(Collected data)
--- START ---
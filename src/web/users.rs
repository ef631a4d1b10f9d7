//! Signup, login and logout.

use axum::{
    Form,
    extract::{State, rejection::FormRejection},
    http::{HeaderValue, StatusCode, header},
    response::{Html, IntoResponse, Redirect, Response},
};
use serde::Deserialize;
use tracing::{error, info};

use super::WebState;
use super::csrf::CsrfToken;
use super::error::{ResultExt, WebError};
use super::forms::{Validator, not_blank, valid_email, valid_name, valid_password};
use super::templates::{login_page, render_page, signup_page};
use crate::auth::{AuthContext, CurrentUser, Identity, end_session, start_session};
use crate::db::UserError;

#[derive(Debug, Default, Deserialize)]
#[serde(default)]
pub struct SignupInput {
    pub name: String,
    pub email: String,
    pub password: String,
}

#[derive(Debug, Default, Deserialize)]
#[serde(default)]
pub struct LoginInput {
    pub email: String,
    pub password: String,
}

/// Redirect home, setting the given cookies.
fn redirect_home_with_cookies(cookies: &[String]) -> Result<Response, WebError> {
    let mut response = Redirect::to("/").into_response();
    for cookie in cookies {
        let value = HeaderValue::from_str(cookie).internal_err("Invalid cookie")?;
        response.headers_mut().append(header::SET_COOKIE, value);
    }
    Ok(response)
}

async fn begin_session(state: &WebState, identity: &Identity) -> Result<Response, WebError> {
    let cookies = start_session(state, identity)
        .await
        .internal_err("Failed to start session")?;
    redirect_home_with_cookies(&cookies)
}

fn unprocessable(page: String) -> Response {
    (StatusCode::UNPROCESSABLE_ENTITY, Html(page)).into_response()
}

pub async fn signup_get(auth: AuthContext, csrf: CsrfToken) -> Result<Response, WebError> {
    let main = signup_page("", "", &Validator::default(), &csrf);
    let page = render_page("Signup", &auth, &csrf, &main)?;
    Ok(Html(page).into_response())
}

pub async fn signup_post(
    State(state): State<WebState>,
    auth: AuthContext,
    csrf: CsrfToken,
    form: Result<Form<SignupInput>, FormRejection>,
) -> Result<Response, WebError> {
    let Ok(Form(input)) = form else {
        return Err(WebError::BadRequest);
    };

    let mut v = Validator::default();
    v.check_field(not_blank(&input.name), "name", "This field cannot be blank");
    v.check_field(
        valid_name(&input.name),
        "name",
        "Name may contain letters, digits and single . _ - between them",
    );
    v.check_field(not_blank(&input.email), "email", "This field cannot be blank");
    v.check_field(
        valid_email(&input.email),
        "email",
        "This field must be a valid email address",
    );
    v.check_field(
        not_blank(&input.password),
        "password",
        "This field cannot be blank",
    );
    v.check_field(
        valid_password(&input.password),
        "password",
        "Password must be 8-16 characters with upper and lower case letters, a digit and a symbol",
    );

    if v.valid() {
        match state
            .db
            .users()
            .insert(&input.name, &input.email, &input.password)
            .await
        {
            Ok(id) => {
                info!(user_id = id, "User signed up");
                let identity = Identity {
                    id,
                    name: input.name,
                    email: input.email,
                };
                return begin_session(&state, &identity).await;
            }
            Err(UserError::DuplicateEmail) => {
                v.add_field_error("email", "Email address is already in use");
            }
            Err(e) => {
                error!(error = %e, "Failed to create user");
                return Err(WebError::Internal);
            }
        }
    }

    let main = signup_page(&input.name, &input.email, &v, &csrf);
    let page = render_page("Signup", &auth, &csrf, &main)?;
    Ok(unprocessable(page))
}

pub async fn login_get(auth: AuthContext, csrf: CsrfToken) -> Result<Response, WebError> {
    let main = login_page("", &Validator::default(), &csrf);
    let page = render_page("Login", &auth, &csrf, &main)?;
    Ok(Html(page).into_response())
}

pub async fn login_post(
    State(state): State<WebState>,
    auth: AuthContext,
    csrf: CsrfToken,
    form: Result<Form<LoginInput>, FormRejection>,
) -> Result<Response, WebError> {
    let Ok(Form(input)) = form else {
        return Err(WebError::BadRequest);
    };

    let mut v = Validator::default();
    v.check_field(not_blank(&input.email), "email", "This field cannot be blank");
    v.check_field(
        not_blank(&input.password),
        "password",
        "This field cannot be blank",
    );

    if v.valid() {
        match state
            .db
            .users()
            .authenticate(&input.email, &input.password)
            .await
        {
            Ok(identity) => {
                info!(user_id = identity.id, "User logged in");
                return begin_session(&state, &identity).await;
            }
            Err(UserError::WrongCredentials) => {
                v.add_non_field_error("Email or password is incorrect");
            }
            Err(e) => {
                error!(error = %e, "Failed to check credentials");
                return Err(WebError::Internal);
            }
        }
    }

    let main = login_page(&input.email, &v, &csrf);
    let page = render_page("Login", &auth, &csrf, &main)?;
    Ok(unprocessable(page))
}

pub async fn logout_post(
    State(state): State<WebState>,
    CurrentUser(identity): CurrentUser,
) -> Result<Response, WebError> {
    let cookies = end_session(&state, identity.id)
        .await
        .internal_err("Failed to end session")?;

    info!(user_id = identity.id, "User logged out");
    redirect_home_with_cookies(&cookies)
}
--- END ---
The answer must consist of each line from the data that includes the string "Validator".

» Task response:
use super::forms::{Validator, not_blank, valid_email, valid_name, valid_password};
    let main = signup_page("", "", &Validator::default(), &csrf);
    let mut v = Validator::default();
    let main = login_page("", &Validator::default(), &csrf);
    let mut v = Validator::default();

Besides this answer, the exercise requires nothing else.